▶ **GOAL OF THE EXERCISE**:
Gather all lines in the entries below that include the word "thread".
-=-=-=-=-
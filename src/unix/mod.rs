//! Unix-only primitives: the raw-descriptor adapter and non-blocking
//! pipes.

pub mod pipe;

mod sourcefd;

pub use self::sourcefd::SourceFd;
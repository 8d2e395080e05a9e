use std::os::unix::io::RawFd;

use crate::sys::unix::cvt;
use crate::sys::unix::fd::FdGuard;
use crate::Result;

/// Eventfd-backed wake primitive.
///
/// The counter is created non-blocking and close-on-exec. Writes of
/// 1 accumulate in the counter until the waiter drains it; a
/// saturated counter means a wake is already pending, so a
/// would-block on write counts as success.
#[derive(Debug)]
pub(crate) struct Waker {
    fd: FdGuard,
}

impl Waker {
    pub(crate) fn new() -> Result<Waker> {
        let fd = cvt(unsafe { libc::eventfd(0, libc::EFD_CLOEXEC | libc::EFD_NONBLOCK) })?;
        Ok(Waker { fd: FdGuard::new(fd) })
    }

    pub(crate) fn raw(&self) -> RawFd {
        self.fd.raw()
    }

    pub(crate) fn wake(&self) -> Result<()> {
        let buf: u64 = 1;
        let res = cvt(unsafe {
            libc::write(
                self.fd.raw(),
                &buf as *const u64 as *const libc::c_void,
                std::mem::size_of::<u64>(),
            )
        });

        match res {
            Ok(_) => Ok(()),
            // The counter is saturated; the pending wake will be
            // observed by the waiter.
            Err(ref e) if e.is_would_block() => Ok(()),
            Err(e) => Err(e),
        }
    }

    pub(crate) fn drain(&self) {
        let mut buf: u64 = 0;
        let _ = unsafe {
            libc::read(
                self.fd.raw(),
                &mut buf as *mut u64 as *mut libc::c_void,
                std::mem::size_of::<u64>(),
            )
        };
    }
}
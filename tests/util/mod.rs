#![allow(dead_code)]

use std::path::PathBuf;
use std::sync::atomic::{AtomicUsize, Ordering};
use std::thread;
use std::time::Duration;

static NEXT_ID: AtomicUsize = AtomicUsize::new(0);

/// Returns a socket path unique to this process and call site.
pub fn temp_sock(name: &str) -> PathBuf {
    let id = NEXT_ID.fetch_add(1, Ordering::Relaxed);
    std::env::temp_dir().join(format!(
        "edge-net-{}-{}-{}.sock",
        std::process::id(),
        name,
        id
    ))
}

/// Retries a non-blocking operation until it stops reporting
/// would-block, panicking after a bounded number of attempts.
pub fn retry<T>(mut f: impl FnMut() -> edge_net::Result<T>) -> T {
    for _ in 0..500 {
        match f() {
            Ok(val) => return val,
            Err(ref e) if e.is_would_block() => thread::sleep(Duration::from_millis(10)),
            Err(e) => panic!("operation failed: {}", e),
        }
    }
    panic!("operation never became ready");
}
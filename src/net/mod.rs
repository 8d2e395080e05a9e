//! Networking primitives.
//!
//! The types provided in this module are non-blocking from creation
//! and close-on-exec by default, and every one of them is a
//! [`Source`].
//!
//! Operations never wait: when the kernel would block, they fail
//! with an error whose [`is_would_block`] is true, which is the
//! drain signal of the edge-triggered contract.
//!
//! [`Source`]: ../trait.Source.html
//! [`is_would_block`]: ../struct.Error.html#method.is_would_block

mod tcp;
mod udp;
mod uds;

pub use self::tcp::{TcpListener, TcpStream};
pub use self::udp::UdpSocket;
pub use self::uds::{SocketAddr, UCred, UnixDatagram, UnixListener, UnixStream};
//! A non-blocking, unidirectional pipe.
//!
//! Created in one atomic step with both ends non-blocking and
//! close-on-exec.
//!
//! # Examples
//!
//! Reading the end-of-file condition after the sender is dropped:
//!
//! ```
//! use std::time::Duration;
//! use edge_net::unix::pipe;
//! use edge_net::{Events, Interest, Poll, Token};
//!
//! let mut poll = Poll::new()?;
//! let mut events = Events::with_capacity(8);
//!
//! let (sender, mut receiver) = pipe::new()?;
//! poll.registry()
//!     .register(&mut receiver, Token(2), Interest::READABLE)?;
//!
//! drop(sender);
//! poll.poll(&mut events, Some(Duration::from_millis(100)))?;
//!
//! let event = events.iter().next().unwrap();
//! assert_eq!(event.token(), Token(2));
//!
//! let mut buf = [0; 8];
//! assert_eq!(receiver.read(&mut buf)?, 0);
//! # edge_net::Result::Ok(())
//! ```

use std::fmt;
use std::os::unix::io::{AsRawFd, FromRawFd, IntoRawFd, RawFd};

use crate::sys::unix::fd::FdGuard;
use crate::sys::unix::{cvt, set_nonblocking};
use crate::unix::SourceFd;
use crate::{Interest, Registry, Result, Source, Token};

/// Returns a connected pipe as a (sender, receiver) pair.
pub fn new() -> Result<(Sender, Receiver)> {
    let mut fds = [-1; 2];
    cvt(unsafe { libc::pipe2(fds.as_mut_ptr(), libc::O_NONBLOCK | libc::O_CLOEXEC) })?;

    Ok((
        Sender { fd: FdGuard::new(fds[1]) },
        Receiver { fd: FdGuard::new(fds[0]) },
    ))
}

/// The writing end of a pipe.
///
/// Dropping the last sender makes the receiving end readable with a
/// zero-byte read.
pub struct Sender {
    fd: FdGuard,
}

impl Sender {
    /// Writes bytes into the pipe, returning how many were written.
    pub fn write(&self, buf: &[u8]) -> Result<usize> {
        let n = cvt(unsafe {
            libc::write(
                self.fd.raw(),
                buf.as_ptr() as *const libc::c_void,
                buf.len(),
            )
        })?;
        Ok(n as usize)
    }

    /// Switches the sender between non-blocking and blocking mode.
    pub fn set_nonblocking(&self, nonblocking: bool) -> Result<()> {
        set_nonblocking(self.fd.raw(), nonblocking)
    }
}

/// The reading end of a pipe.
pub struct Receiver {
    fd: FdGuard,
}

impl Receiver {
    /// Reads bytes from the pipe, returning how many were read.
    ///
    /// `Ok(0)` means every sender has been dropped and the pipe is
    /// drained.
    pub fn read(&self, buf: &mut [u8]) -> Result<usize> {
        let n = cvt(unsafe {
            libc::read(
                self.fd.raw(),
                buf.as_mut_ptr() as *mut libc::c_void,
                buf.len(),
            )
        })?;
        Ok(n as usize)
    }

    /// Switches the receiver between non-blocking and blocking mode.
    pub fn set_nonblocking(&self, nonblocking: bool) -> Result<()> {
        set_nonblocking(self.fd.raw(), nonblocking)
    }
}

impl Source for Sender {
    fn register(
        &mut self,
        registry: &Registry,
        token: Token,
        interests: Interest,
    ) -> Result<()> {
        SourceFd(&self.fd.raw()).register(registry, token, interests)
    }

    fn reregister(
        &mut self,
        registry: &Registry,
        token: Token,
        interests: Interest,
    ) -> Result<()> {
        SourceFd(&self.fd.raw()).reregister(registry, token, interests)
    }

    fn deregister(&mut self, registry: &Registry) -> Result<()> {
        SourceFd(&self.fd.raw()).deregister(registry)
    }
}

impl Source for Receiver {
    fn register(
        &mut self,
        registry: &Registry,
        token: Token,
        interests: Interest,
    ) -> Result<()> {
        SourceFd(&self.fd.raw()).register(registry, token, interests)
    }

    fn reregister(
        &mut self,
        registry: &Registry,
        token: Token,
        interests: Interest,
    ) -> Result<()> {
        SourceFd(&self.fd.raw()).reregister(registry, token, interests)
    }

    fn deregister(&mut self, registry: &Registry) -> Result<()> {
        SourceFd(&self.fd.raw()).deregister(registry)
    }
}

impl AsRawFd for Sender {
    fn as_raw_fd(&self) -> RawFd {
        self.fd.raw()
    }
}

impl FromRawFd for Sender {
    unsafe fn from_raw_fd(fd: RawFd) -> Sender {
        Sender { fd: FdGuard::new(fd) }
    }
}

impl IntoRawFd for Sender {
    fn into_raw_fd(mut self) -> RawFd {
        self.fd.release()
    }
}

impl AsRawFd for Receiver {
    fn as_raw_fd(&self) -> RawFd {
        self.fd.raw()
    }
}

impl FromRawFd for Receiver {
    unsafe fn from_raw_fd(fd: RawFd) -> Receiver {
        Receiver { fd: FdGuard::new(fd) }
    }
}

impl IntoRawFd for Receiver {
    fn into_raw_fd(mut self) -> RawFd {
        self.fd.release()
    }
}

impl fmt::Debug for Sender {
    fn fmt(&self, fmt: &mut fmt::Formatter<'_>) -> fmt::Result {
        fmt.debug_struct("Sender").field("fd", &self.fd).finish()
    }
}

impl fmt::Debug for Receiver {
    fn fmt(&self, fmt: &mut fmt::Formatter<'_>) -> fmt::Result {
        fmt.debug_struct("Receiver").field("fd", &self.fd).finish()
    }
}
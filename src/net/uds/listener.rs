use std::fmt;
use std::mem;
use std::os::unix::io::{AsRawFd, FromRawFd, IntoRawFd, RawFd};
use std::path::Path;

use crate::net::uds::SocketAddr;
use crate::net::UnixStream;
use crate::sys::unix::fd::FdGuard;
use crate::sys::unix::{cvt, uds};
use crate::unix::SourceFd;
use crate::{Error, Interest, Registry, Result, Source, Token};

/// A Unix-domain socket server, listening for connections.
pub struct UnixListener {
    fd: FdGuard,
}

impl UnixListener {
    /// Binds a new listener to the given filesystem path and starts
    /// listening.
    ///
    /// The path must not exist; it is created by the bind and is not
    /// removed when the listener is dropped.
    pub fn bind<P: AsRef<Path>>(path: P) -> Result<UnixListener> {
        let (sockaddr, socklen) = uds::socket_addr(path.as_ref())?;
        UnixListener::bind_addr(&SocketAddr::from_parts(sockaddr, socklen))
    }

    /// Binds a new listener to the given address.
    pub fn bind_addr(addr: &SocketAddr) -> Result<UnixListener> {
        let fd = uds::bind(libc::SOCK_STREAM, addr)?;
        cvt(unsafe { libc::listen(fd.raw(), libc::SOMAXCONN) })?;

        Ok(UnixListener { fd })
    }

    /// Accepts a pending connection, returning the stream and the
    /// peer address.
    ///
    /// Peers that did not bind their socket report an unnamed
    /// address. The returned stream is non-blocking and
    /// close-on-exec.
    pub fn accept(&self) -> Result<(UnixStream, SocketAddr)> {
        let mut sockaddr: libc::sockaddr_un = unsafe { mem::zeroed() };
        let mut socklen = mem::size_of::<libc::sockaddr_un>() as libc::socklen_t;

        let fd = cvt(unsafe {
            libc::accept4(
                self.fd.raw(),
                &mut sockaddr as *mut _ as *mut libc::sockaddr,
                &mut socklen,
                libc::SOCK_NONBLOCK | libc::SOCK_CLOEXEC,
            )
        })?;

        let stream = UnixStream::from_fd(FdGuard::new(fd));
        Ok((stream, SocketAddr::from_parts(sockaddr, socklen)))
    }

    /// Returns the local address this listener is bound to.
    pub fn local_addr(&self) -> Result<SocketAddr> {
        uds::local_addr(self.fd.raw())
    }

    /// Returns and clears the pending error on this socket, if any.
    pub fn take_error(&self) -> Result<Option<Error>> {
        crate::sys::unix::net::take_error(self.fd.raw())
    }
}

impl Source for UnixListener {
    fn register(
        &mut self,
        registry: &Registry,
        token: Token,
        interests: Interest,
    ) -> Result<()> {
        SourceFd(&self.fd.raw()).register(registry, token, interests)
    }

    fn reregister(
        &mut self,
        registry: &Registry,
        token: Token,
        interests: Interest,
    ) -> Result<()> {
        SourceFd(&self.fd.raw()).reregister(registry, token, interests)
    }

    fn deregister(&mut self, registry: &Registry) -> Result<()> {
        SourceFd(&self.fd.raw()).deregister(registry)
    }
}

impl AsRawFd for UnixListener {
    fn as_raw_fd(&self) -> RawFd {
        self.fd.raw()
    }
}

impl FromRawFd for UnixListener {
    unsafe fn from_raw_fd(fd: RawFd) -> UnixListener {
        UnixListener { fd: FdGuard::new(fd) }
    }
}

impl IntoRawFd for UnixListener {
    fn into_raw_fd(mut self) -> RawFd {
        self.fd.release()
    }
}

impl fmt::Debug for UnixListener {
    fn fmt(&self, fmt: &mut fmt::Formatter<'_>) -> fmt::Result {
        fmt.debug_struct("UnixListener").field("fd", &self.fd).finish()
    }
}
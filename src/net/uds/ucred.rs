use std::mem;
use std::os::unix::io::RawFd;

use crate::sys::unix::net::getsockopt;
use crate::Result;

/// Credentials of the process on the other end of a Unix-domain
/// stream.
///
/// Captured by the kernel at connect or pair time.
#[derive(Copy, Clone, Eq, PartialEq, Hash, Debug)]
pub struct UCred {
    /// PID of the peer process.
    pub pid: libc::pid_t,
    /// UID (user ID) of the peer process.
    pub uid: libc::uid_t,
    /// GID (group ID) of the peer process.
    pub gid: libc::gid_t,
}

pub(crate) fn peer_cred(fd: RawFd) -> Result<UCred> {
    let ucred: libc::ucred = getsockopt(fd, libc::SOL_SOCKET, libc::SO_PEERCRED)?;

    debug_assert_eq!(mem::size_of::<libc::ucred>(), 12);

    Ok(UCred {
        pid: ucred.pid,
        uid: ucred.uid,
        gid: ucred.gid,
    })
}
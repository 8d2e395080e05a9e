use std::{fmt, ops};

const READABLE: u8 = 0b001;
const WRITABLE: u8 = 0b010;
const PRIORITY: u8 = 0b100;

/// The set of readiness kinds to watch a source for.
///
/// `Interest` is supplied on registration and tells the selector
/// which readiness transitions to deliver. Values combine with the
/// `|` operator and subtract with `-`; the selector never delivers a
/// readiness kind the caller did not ask for, except for error and
/// hang-up conditions which are always delivered.
///
/// Readable interest also requests notification when the peer closes
/// its write half, surfaced through [`Event::is_read_closed`].
///
/// # Examples
///
/// ```
/// use edge_net::Interest;
///
/// let interests = Interest::READABLE | Interest::WRITABLE;
///
/// assert!(interests.is_readable());
/// assert!(interests.is_writable());
/// assert!(!interests.is_priority());
///
/// let read_only = interests - Interest::WRITABLE;
///
/// assert!(read_only.is_readable());
/// assert!(!read_only.is_writable());
/// ```
///
/// [`Event::is_read_closed`]: struct.Event.html#method.is_read_closed
#[derive(Copy, Clone, Eq, PartialEq, PartialOrd, Ord)]
pub struct Interest(u8);

impl Interest {
    /// Interest in readable readiness, including peer write-half
    /// close.
    pub const READABLE: Interest = Interest(READABLE);

    /// Interest in writable readiness.
    pub const WRITABLE: Interest = Interest(WRITABLE);

    /// Interest in priority (out-of-band) readiness.
    pub const PRIORITY: Interest = Interest(PRIORITY);

    /// Returns the empty interest set.
    #[inline]
    pub const fn empty() -> Interest {
        Interest(0)
    }

    /// Returns the union of `self` and `other`.
    ///
    /// Equivalent to `self | other`.
    #[inline]
    pub const fn add(self, other: Interest) -> Interest {
        Interest(self.0 | other.0)
    }

    /// Returns `self` with all bits of `other` removed.
    ///
    /// Equivalent to `self - other`.
    ///
    /// # Examples
    ///
    /// ```
    /// use edge_net::Interest;
    ///
    /// let interests = Interest::READABLE | Interest::WRITABLE;
    ///
    /// assert_eq!(interests.remove(Interest::WRITABLE), Interest::READABLE);
    /// ```
    #[inline]
    pub const fn remove(self, other: Interest) -> Interest {
        Interest(self.0 & !other.0)
    }

    /// Returns true if no readiness kind is selected.
    #[inline]
    pub const fn is_empty(self) -> bool {
        self.0 == 0
    }

    /// Returns true if the set includes readable interest.
    #[inline]
    pub const fn is_readable(self) -> bool {
        self.0 & READABLE != 0
    }

    /// Returns true if the set includes writable interest.
    #[inline]
    pub const fn is_writable(self) -> bool {
        self.0 & WRITABLE != 0
    }

    /// Returns true if the set includes priority interest.
    #[inline]
    pub const fn is_priority(self) -> bool {
        self.0 & PRIORITY != 0
    }
}

impl Default for Interest {
    #[inline]
    fn default() -> Interest {
        Interest::empty()
    }
}

impl ops::BitOr for Interest {
    type Output = Interest;

    #[inline]
    fn bitor(self, other: Interest) -> Interest {
        self.add(other)
    }
}

impl ops::BitOrAssign for Interest {
    #[inline]
    fn bitor_assign(&mut self, other: Interest) {
        self.0 |= other.0;
    }
}

impl ops::Sub for Interest {
    type Output = Interest;

    #[inline]
    fn sub(self, other: Interest) -> Interest {
        self.remove(other)
    }
}

impl ops::SubAssign for Interest {
    #[inline]
    fn sub_assign(&mut self, other: Interest) {
        self.0 &= !other.0;
    }
}

impl fmt::Debug for Interest {
    fn fmt(&self, fmt: &mut fmt::Formatter<'_>) -> fmt::Result {
        let mut one = false;
        let flags = [
            (Interest::READABLE, "READABLE"),
            (Interest::WRITABLE, "WRITABLE"),
            (Interest::PRIORITY, "PRIORITY"),
        ];

        for &(flag, msg) in &flags {
            if self.0 & flag.0 != 0 {
                if one {
                    write!(fmt, " | ")?
                }
                write!(fmt, "{}", msg)?;

                one = true
            }
        }

        if !one {
            fmt.write_str("(empty)")?;
        }

        Ok(())
    }
}

#[test]
fn test_debug_interest() {
    assert_eq!("(empty)", format!("{:?}", Interest::empty()));
    assert_eq!("READABLE", format!("{:?}", Interest::READABLE));
    assert_eq!("WRITABLE", format!("{:?}", Interest::WRITABLE));
    assert_eq!(
        "READABLE | WRITABLE",
        format!("{:?}", Interest::READABLE | Interest::WRITABLE)
    );
}

#[test]
fn test_union_is_idempotent() {
    let all = Interest::READABLE | Interest::WRITABLE | Interest::PRIORITY;

    assert_eq!(Interest::READABLE | Interest::READABLE, Interest::READABLE);
    assert_eq!(all | all, all);
}

#[test]
fn test_difference_drops_exactly_shared_bits() {
    let rw = Interest::READABLE | Interest::WRITABLE;
    let wp = Interest::WRITABLE | Interest::PRIORITY;

    assert_eq!((rw | wp) - wp, Interest::READABLE);
    assert_eq!(rw - Interest::PRIORITY, rw);
    assert!((Interest::READABLE - Interest::READABLE).is_empty());
}

#[test]
fn test_queries() {
    assert!(Interest::READABLE.is_readable());
    assert!(!Interest::READABLE.is_writable());
    assert!(!Interest::READABLE.is_priority());
    assert!(Interest::WRITABLE.is_writable());
    assert!(Interest::PRIORITY.is_priority());
    assert!(Interest::empty().is_empty());
    assert!(!(Interest::READABLE | Interest::PRIORITY).is_empty());
}
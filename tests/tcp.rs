use std::net::Shutdown;
use std::time::Duration;

use edge_net::net::{TcpListener, TcpStream};
use edge_net::{Events, Interest, Poll, Token};

mod util;

const LISTENER: Token = Token(0);
const CLIENT: Token = Token(1);

const TIMEOUT: Option<Duration> = Some(Duration::from_millis(2000));
const SHORT: Option<Duration> = Some(Duration::from_millis(50));

fn bind_loopback() -> (TcpListener, std::net::SocketAddr) {
    let listener = TcpListener::bind("127.0.0.1:0".parse().unwrap()).unwrap();
    let addr = listener.local_addr().unwrap();
    (listener, addr)
}

#[test]
fn listener_binds_to_assigned_port() {
    let (_listener, addr) = bind_loopback();

    assert!(addr.is_ipv4());
    assert_ne!(addr.port(), 0);
}

#[test]
fn accept_on_idle_listener_would_block() {
    let (listener, _addr) = bind_loopback();

    let err = listener.accept().unwrap_err();
    assert!(err.is_would_block());
}

#[test]
fn echo_roundtrip() {
    let mut poll = Poll::new().unwrap();
    let mut events = Events::with_capacity(1024);

    let (mut listener, addr) = bind_loopback();
    poll.registry()
        .register(&mut listener, LISTENER, Interest::READABLE)
        .unwrap();

    let client = TcpStream::connect(addr).unwrap();
    util::retry(|| client.write(b"hello"));

    poll.poll(&mut events, TIMEOUT).unwrap();
    assert!(events
        .iter()
        .any(|event| event.token() == LISTENER && event.is_readable()));

    let (mut stream, peer) = listener.accept().unwrap();
    assert_eq!(peer, client.local_addr().unwrap());

    poll.registry()
        .register(&mut stream, CLIENT, Interest::READABLE | Interest::WRITABLE)
        .unwrap();

    poll.poll(&mut events, TIMEOUT).unwrap();
    assert!(events
        .iter()
        .any(|event| event.token() == CLIENT && event.is_readable()));

    let mut buf = [0; 16];
    let n = stream.read(&mut buf).unwrap();
    assert_eq!(&buf[..n], b"hello");

    stream.write(&buf[..n]).unwrap();

    let mut echoed = [0; 16];
    let n = util::retry(|| client.read(&mut echoed));
    assert_eq!(&echoed[..n], b"hello");
}

#[test]
fn read_on_empty_stream_would_block() {
    let mut poll = Poll::new().unwrap();
    let mut events = Events::with_capacity(64);

    let (mut listener, addr) = bind_loopback();
    poll.registry()
        .register(&mut listener, LISTENER, Interest::READABLE)
        .unwrap();

    let _client = TcpStream::connect(addr).unwrap();

    poll.poll(&mut events, TIMEOUT).unwrap();
    let (stream, _peer) = listener.accept().unwrap();

    let mut buf = [0; 16];
    let err = stream.read(&mut buf).unwrap_err();
    assert!(err.is_would_block());
}

#[test]
fn zero_byte_read_after_peer_write_shutdown() {
    let mut poll = Poll::new().unwrap();
    let mut events = Events::with_capacity(64);

    let (mut listener, addr) = bind_loopback();
    poll.registry()
        .register(&mut listener, LISTENER, Interest::READABLE)
        .unwrap();

    let client = TcpStream::connect(addr).unwrap();
    util::retry(|| client.write(b"bye"));
    client.shutdown(Shutdown::Write).unwrap();

    poll.poll(&mut events, TIMEOUT).unwrap();
    let (mut stream, _peer) = listener.accept().unwrap();

    poll.registry()
        .register(&mut stream, CLIENT, Interest::READABLE)
        .unwrap();
    poll.poll(&mut events, TIMEOUT).unwrap();

    let event = events
        .iter()
        .find(|event| event.token() == CLIENT)
        .expect("no event for the accepted stream");
    assert!(event.is_readable());
    assert!(event.is_read_closed());

    // Buffered data first, then the EOF.
    let mut buf = [0; 16];
    let n = util::retry(|| stream.read(&mut buf));
    assert_eq!(&buf[..n], b"bye");
    assert_eq!(util::retry(|| stream.read(&mut buf)), 0);
}

#[test]
fn reregistered_listener_reports_no_phantom_events() {
    let mut poll = Poll::new().unwrap();
    let mut events = Events::with_capacity(64);

    let (mut listener, _addr) = bind_loopback();

    // Writable interest on a listener: nothing to deliver.
    poll.registry()
        .register(&mut listener, LISTENER, Interest::WRITABLE)
        .unwrap();
    poll.poll(&mut events, SHORT).unwrap();
    assert!(events.is_empty());

    // Readable interest with no client connecting: still nothing.
    poll.registry()
        .reregister(&mut listener, LISTENER, Interest::READABLE)
        .unwrap();
    poll.poll(&mut events, SHORT).unwrap();
    assert!(events.is_empty());
}

#[test]
fn connect_becomes_writable() {
    let mut poll = Poll::new().unwrap();
    let mut events = Events::with_capacity(64);

    let (_listener, addr) = bind_loopback();

    let mut client = TcpStream::connect(addr).unwrap();
    poll.registry()
        .register(&mut client, CLIENT, Interest::WRITABLE)
        .unwrap();

    poll.poll(&mut events, TIMEOUT).unwrap();

    let event = events
        .iter()
        .find(|event| event.token() == CLIENT)
        .expect("no writable event after connect");
    assert!(event.is_writable());
    assert_eq!(client.take_error().unwrap(), None);
}

#[test]
fn drained_stream_is_silent_until_new_bytes() {
    let mut poll = Poll::new().unwrap();
    let mut events = Events::with_capacity(64);

    let (mut listener, addr) = bind_loopback();
    poll.registry()
        .register(&mut listener, LISTENER, Interest::READABLE)
        .unwrap();

    let client = TcpStream::connect(addr).unwrap();
    util::retry(|| client.write(b"first"));

    poll.poll(&mut events, TIMEOUT).unwrap();
    let (mut stream, _peer) = listener.accept().unwrap();
    poll.registry()
        .register(&mut stream, CLIENT, Interest::READABLE)
        .unwrap();

    poll.poll(&mut events, TIMEOUT).unwrap();
    assert!(events.iter().any(|event| event.token() == CLIENT));

    // Drain until would-block; the edge is now rearmed.
    let mut buf = [0; 64];
    loop {
        match stream.read(&mut buf) {
            Ok(_) => {}
            Err(ref e) if e.is_would_block() => break,
            Err(e) => panic!("read failed: {}", e),
        }
    }

    // No new bytes: no readable event for the stream.
    poll.poll(&mut events, SHORT).unwrap();
    assert!(!events.iter().any(|event| event.token() == CLIENT));

    // New bytes produce the next edge.
    util::retry(|| client.write(b"second"));
    poll.poll(&mut events, TIMEOUT).unwrap();
    assert!(events
        .iter()
        .any(|event| event.token() == CLIENT && event.is_readable()));
}

#[test]
fn socket_options_roundtrip() {
    let (listener, addr) = bind_loopback();

    listener.set_ttl(64).unwrap();
    assert_eq!(listener.ttl().unwrap(), 64);

    listener.set_reuseaddr(true).unwrap();
    listener.set_reuseport(true).unwrap();

    let stream = TcpStream::connect(addr).unwrap();
    stream.set_ttl(96).unwrap();
    assert_eq!(stream.ttl().unwrap(), 96);

    stream.set_nodelay(true).unwrap();
    assert!(stream.nodelay().unwrap());
    stream.set_nodelay(false).unwrap();
    assert!(!stream.nodelay().unwrap());
}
-=-=-=-=-
▶ **RESPONSE BOX**:
use std::thread;
            Err(ref e) if e.is_would_block() => thread::sleep(Duration::from_millis(10)),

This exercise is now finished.